Exercise requirements | Which lines in the records below contain the word "clears"? Report each of them.

Dataset entries:

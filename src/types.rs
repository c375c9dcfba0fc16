//src/types.rs

use std::path::{Path, PathBuf};

use crate::error::{Result, SplitError};

/// The three flat text formats the splitter understands.
#[derive(Debug, Clone, Copy, PartialEq, Eq)]
pub enum SeqFormat {
    Fasta,
    Fastq,
    Hmm,
}

impl SeqFormat {
    /// Infer the format from the last dot-delimited suffix of `path`.
    ///
    /// Recognized suffixes (any case):
    /// ```text
    /// fa faa fna fasta  => Fasta
    /// fq fastq          => Fastq
    /// hmm               => Hmm
    /// ```
    pub fn from_path<P: AsRef<Path>>(path: P) -> Result<Self> {
        let path = path.as_ref();
        let suffix = path
            .extension()
            .map(|ext| ext.to_string_lossy().to_lowercase())
            .unwrap_or_default();

        match suffix.as_str() {
            "fa" | "faa" | "fna" | "fasta" => Ok(SeqFormat::Fasta),
            "fq" | "fastq" => Ok(SeqFormat::Fastq),
            "hmm" => Ok(SeqFormat::Hmm),
            _ => Err(SplitError::UnrecognizedFormat {
                path: path.to_path_buf(),
            }),
        }
    }

    /// Extension used for the numbered output files.
    pub fn extension(&self) -> &'static str {
        match self {
            SeqFormat::Fasta => "fasta",
            SeqFormat::Fastq => "fastq",
            SeqFormat::Hmm => "hmm",
        }
    }
}

/// One raw record, exactly as it appeared in the input, plus its length
/// (residues for FASTA/FASTQ, declared `LENG` for HMM).
#[derive(Debug, Clone, PartialEq, Eq)]
pub struct SeqRecord {
    pub text: Vec<u8>,
    pub length: usize,
}

/// One row of the summary report.
#[derive(Debug, Clone, PartialEq, Eq)]
pub struct SummaryEntry {
    pub file_name: PathBuf,
    pub max_len: usize,
    pub min_len: usize,
    pub records: u64,
}

/// Settings for a single split run.
#[derive(Debug, Clone)]
pub struct SplitParameters {
    /// File to split.
    pub input: PathBuf,
    /// Output files are named `{prefix}{index}.{extension}`.
    pub prefix: PathBuf,
    /// Capacity of one output file, in records or residues.
    pub threshold: u64,
    /// Fill files by summed record length instead of record count.
    pub count_residues: bool,
}

impl SplitParameters {
    pub const DEFAULT_THRESHOLD: u64 = 10000;

    /// Parameters with the default threshold and the prefix derived from
    /// the input path (last extension removed).
    pub fn new<P: AsRef<Path>>(input: P) -> Self {
        let input = input.as_ref().to_path_buf();
        let prefix = default_prefix(&input);
        SplitParameters {
            input,
            prefix,
            threshold: Self::DEFAULT_THRESHOLD,
            count_residues: false,
        }
    }
}

/// `reads/sample.fq` => `reads/sample`
pub fn default_prefix(input: &Path) -> PathBuf {
    input.with_extension("")
}

/// What a finished run produced.
#[derive(Debug, Clone, Default)]
pub struct SplitReport {
    /// Summary rows in file creation order.
    pub entries: Vec<SummaryEntry>,
    pub total_records: u64,
    pub total_length: u64,
}

impl SplitReport {
    pub fn file_count(&self) -> usize {
        self.entries.len()
    }
}

/// Length of a raw line without its `\n` or `\r\n` terminator.
pub(crate) fn line_len(line: &[u8]) -> usize {
    let mut end = line.len();
    if end > 0 && line[end - 1] == b'\n' {
        end -= 1;
    }
    if end > 0 && line[end - 1] == b'\r' {
        end -= 1;
    }
    end
}
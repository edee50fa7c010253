//! Admin console operations: product, order and user management
//!
//! Authorization is enforced server-side (staff-only endpoints); this client
//! only exposes the operations. Use route guards to keep non-admin users out
//! of admin views.

mod types;

use std::sync::Arc;

use crate::auth::User;
use crate::catalog::Product;
use crate::error::Error;
use crate::fetch::Fetch;
use crate::http::HttpSession;
use crate::orders::{Order, OrderStatus};

pub use types::{BlockStatus, NewProduct, NewUser, ProductPatch};

/// Client for the admin endpoints
pub struct Admin {
    http: Arc<HttpSession>,
}

impl Admin {
    pub(crate) fn new(http: Arc<HttpSession>) -> Self {
        Self { http }
    }

    /// Create a product
    pub async fn create_product(&self, product: &NewProduct) -> Result<Product, Error> {
        let spec = Fetch::post("products/").json(product)?;
        self.http.execute(spec).await
    }

    /// Replace a product
    pub async fn update_product(&self, id: &str, product: &NewProduct) -> Result<Product, Error> {
        let spec = Fetch::put(&format!("products/{}/", id)).json(product)?;
        self.http.execute(spec).await
    }

    /// Partially update a product
    pub async fn patch_product(&self, id: &str, patch: &ProductPatch) -> Result<Product, Error> {
        let spec = Fetch::patch(&format!("products/{}/", id)).json(patch)?;
        self.http.execute(spec).await
    }

    /// Delete a product
    pub async fn delete_product(&self, id: &str) -> Result<(), Error> {
        self.http
            .execute_empty(Fetch::delete(&format!("products/{}/", id)))
            .await
    }

    /// List every order across all users
    pub async fn orders(&self) -> Result<Vec<Order>, Error> {
        self.http.execute(Fetch::get("admin/orders/")).await
    }

    /// The statuses an order may be moved to
    pub async fn order_statuses(&self) -> Result<Vec<String>, Error> {
        self.http.execute(Fetch::get("admin/orders/statuses/")).await
    }

    /// Move an order to a new status
    pub async fn set_order_status(
        &self,
        order_id: i64,
        status: OrderStatus,
    ) -> Result<Order, Error> {
        let spec = Fetch::patch(&format!("admin/orders/{}/", order_id))
            .json(&serde_json::json!({ "status": status.as_str() }))?;
        self.http.execute(spec).await
    }

    /// List all user accounts
    pub async fn users(&self) -> Result<Vec<User>, Error> {
        self.http.execute(Fetch::get("users/")).await
    }

    /// Create a user account
    pub async fn create_user(&self, user: &NewUser) -> Result<User, Error> {
        let spec = Fetch::post("users/").json(user)?;
        self.http.execute(spec).await
    }

    /// Partially update a user account
    pub async fn update_user(
        &self,
        user_id: &str,
        patch: &serde_json::Value,
    ) -> Result<User, Error> {
        let spec = Fetch::patch(&format!("users/{}/", user_id)).json(patch)?;
        self.http.execute(spec).await
    }

    /// Block a user account
    pub async fn block_user(&self, user_id: &str) -> Result<BlockStatus, Error> {
        let spec =
            Fetch::patch(&format!("users/{}/block_user/", user_id)).json(&serde_json::json!({}))?;
        self.http.execute(spec).await
    }

    /// Unblock a user account
    pub async fn unblock_user(&self, user_id: &str) -> Result<BlockStatus, Error> {
        let spec = Fetch::patch(&format!("users/{}/unblock_user/", user_id))
            .json(&serde_json::json!({}))?;
        self.http.execute(spec).await
    }
}
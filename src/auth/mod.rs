//! Authentication and session lifecycle for the Hopyfy Cart API

mod session;
pub mod storage;
mod types;

use serde::Serialize;
use std::sync::{Arc, RwLock};
use tracing::{debug, warn};

use crate::error::Error;
use crate::fetch::Fetch;
use crate::http::HttpSession;

pub use session::{SessionSnapshot, SessionState};
pub use types::{LoginResponse, SignupRequest, User};

/// Shared, exclusively-owned session state. The [`Auth`] store is the only
/// writer; other stores read it to gate their operations.
pub(crate) type SharedSessionState = Arc<RwLock<SessionState>>;

#[derive(Serialize)]
struct LoginRequest<'a> {
    email: &'a str,
    password: &'a str,
}

/// The session store: authentication lifecycle and identity state
pub struct Auth {
    http: Arc<HttpSession>,
    state: SharedSessionState,
}

impl Auth {
    pub(crate) fn new(http: Arc<HttpSession>, state: SharedSessionState) -> Self {
        Self { http, state }
    }

    /// Log in with email and password. On success the token pair and user
    /// are stored together; on any failure nothing is stored.
    pub async fn login(&self, email: &str, password: &str) -> Result<User, Error> {
        let spec = Fetch::post("auth/login/").json(&LoginRequest { email, password })?;

        let response: LoginResponse = self
            .http
            .execute_unauthenticated(spec)
            .await
            .map_err(|err| match err {
                Error::Api { status: 401, .. } => {
                    Error::auth("invalid credentials or unverified account")
                }
                other => other,
            })?;

        self.http.set_tokens(&response.access, &response.refresh);
        *self.state.write().unwrap() = SessionState::Authenticated(response.user.clone());
        debug!(user = %response.user.username, "logged in");
        Ok(response.user)
    }

    /// Register a new account. Field-level validation failures surface as
    /// [`Error::Validation`] keyed by field. Registration does not itself
    /// establish a session; follow up with [`Auth::login`].
    pub async fn signup(&self, request: &SignupRequest) -> Result<(), Error> {
        let spec = Fetch::post("auth/register/").json(request)?;
        let _body: serde_json::Value = self.http.execute_unauthenticated(spec).await?;
        Ok(())
    }

    /// Log out locally: clears the tokens and the current user. Never fails
    /// and performs no network call.
    pub fn logout(&self) {
        self.http.clear_tokens();
        *self.state.write().unwrap() = SessionState::Anonymous;
        debug!("logged out");
    }

    /// Resolve the session at startup. If a stored access token exists the
    /// current user is fetched; any failure clears the tokens and resolves
    /// to an unauthenticated session rather than blocking startup.
    pub async fn restore_session(&self) -> Option<User> {
        if !self.http.has_access_token() {
            *self.state.write().unwrap() = SessionState::Anonymous;
            return None;
        }

        match self.http.execute::<User>(Fetch::get("auth/user/")).await {
            Ok(user) => {
                *self.state.write().unwrap() = SessionState::Authenticated(user.clone());
                debug!(user = %user.username, "session restored");
                Some(user)
            }
            Err(err) => {
                warn!("session restore failed: {}", err);
                self.http.clear_tokens();
                *self.state.write().unwrap() = SessionState::Anonymous;
                None
            }
        }
    }

    /// Request a password-reset email
    pub async fn request_password_reset(&self, email: &str) -> Result<(), Error> {
        let spec =
            Fetch::post("auth/password-reset/").json(&serde_json::json!({ "email": email }))?;
        let _body: serde_json::Value = self.http.execute_unauthenticated(spec).await?;
        Ok(())
    }

    /// Complete a password reset with the uid/token pair from the email link
    pub async fn confirm_password_reset(
        &self,
        uid: &str,
        token: &str,
        password: &str,
    ) -> Result<(), Error> {
        let spec = Fetch::post("auth/password-reset-confirm/").json(&serde_json::json!({
            "uid": uid,
            "token": token,
            "password": password,
        }))?;
        let _body: serde_json::Value = self.http.execute_unauthenticated(spec).await?;
        Ok(())
    }

    /// The current user, if authenticated
    pub fn current_user(&self) -> Option<User> {
        self.state.read().unwrap().user().cloned()
    }

    /// Whether the current user may access the admin console
    pub fn is_admin(&self) -> bool {
        self.current_user().is_some_and(|user| user.is_admin())
    }

    /// A point-in-time view of the session for guards and UI code
    pub fn snapshot(&self) -> SessionSnapshot {
        let state = self.state.read().unwrap();
        SessionSnapshot {
            loading: matches!(*state, SessionState::Resolving),
            user: state.user().cloned(),
        }
    }
}
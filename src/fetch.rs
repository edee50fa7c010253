//! Request construction for the Hopyfy Cart API
//!
//! A [`RequestSpec`] describes one API call relative to the client's base
//! URL. It is deliberately detached from any HTTP client so the session
//! layer can replay the same request after a token refresh.

use reqwest::header::{HeaderMap, HeaderValue};
use reqwest::Method;
use serde::Serialize;
use url::Url;

use crate::error::Error;

/// A buildable, replayable description of one API request
#[derive(Debug, Clone)]
pub struct RequestSpec {
    method: Method,
    path: String,
    headers: HeaderMap,
    query_params: Vec<(String, String)>,
    body: Option<Vec<u8>>,
}

impl RequestSpec {
    /// Create a new request for a path relative to the API base URL
    pub fn new(method: Method, path: &str) -> Self {
        let mut headers = HeaderMap::new();
        headers.insert("Content-Type", HeaderValue::from_static("application/json"));

        Self {
            method,
            path: path.to_string(),
            headers,
            query_params: Vec::new(),
            body: None,
        }
    }

    /// Add a header to the request
    pub fn header(mut self, name: &'static str, value: &str) -> Self {
        if let Ok(value) = HeaderValue::from_str(value) {
            self.headers.insert(name, value);
        }
        self
    }

    /// Add a query parameter to the request
    pub fn query(mut self, key: &str, value: &str) -> Self {
        self.query_params.push((key.to_string(), value.to_string()));
        self
    }

    /// Add a JSON body to the request
    pub fn json<T: Serialize>(mut self, body: &T) -> Result<Self, Error> {
        let json = serde_json::to_vec(body)?;
        self.body = Some(json);
        Ok(self)
    }

    /// Build a reqwest request against the given base URL, attaching the
    /// bearer token when one is present. Builds a fresh request each call
    /// so a 401'd request can be replayed with a new token.
    pub(crate) fn build(
        &self,
        client: &reqwest::Client,
        base_url: &str,
        access_token: Option<&str>,
    ) -> Result<reqwest::RequestBuilder, Error> {
        let mut url = Url::parse(base_url)?.join(&self.path)?;

        if !self.query_params.is_empty() {
            let mut pairs = url.query_pairs_mut();
            for (key, value) in &self.query_params {
                pairs.append_pair(key, value);
            }
        }

        let mut req = client.request(self.method.clone(), url.as_str());
        req = req.headers(self.headers.clone());

        if let Some(token) = access_token {
            req = req.header("Authorization", format!("Bearer {}", token));
        }

        if let Some(body) = &self.body {
            req = req.body(body.clone());
        }

        Ok(req)
    }
}

/// Helper for creating API requests
pub struct Fetch;

impl Fetch {
    /// Create a GET request
    pub fn get(path: &str) -> RequestSpec {
        RequestSpec::new(Method::GET, path)
    }

    /// Create a POST request
    pub fn post(path: &str) -> RequestSpec {
        RequestSpec::new(Method::POST, path)
    }

    /// Create a PUT request
    pub fn put(path: &str) -> RequestSpec {
        RequestSpec::new(Method::PUT, path)
    }

    /// Create a PATCH request
    pub fn patch(path: &str) -> RequestSpec {
        RequestSpec::new(Method::PATCH, path)
    }

    /// Create a DELETE request
    pub fn delete(path: &str) -> RequestSpec {
        RequestSpec::new(Method::DELETE, path)
    }
}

Answer section |
    /// Log out locally: clears the tokens and the current user. Never fails
    /// current user is fetched; any failure clears the tokens and resolves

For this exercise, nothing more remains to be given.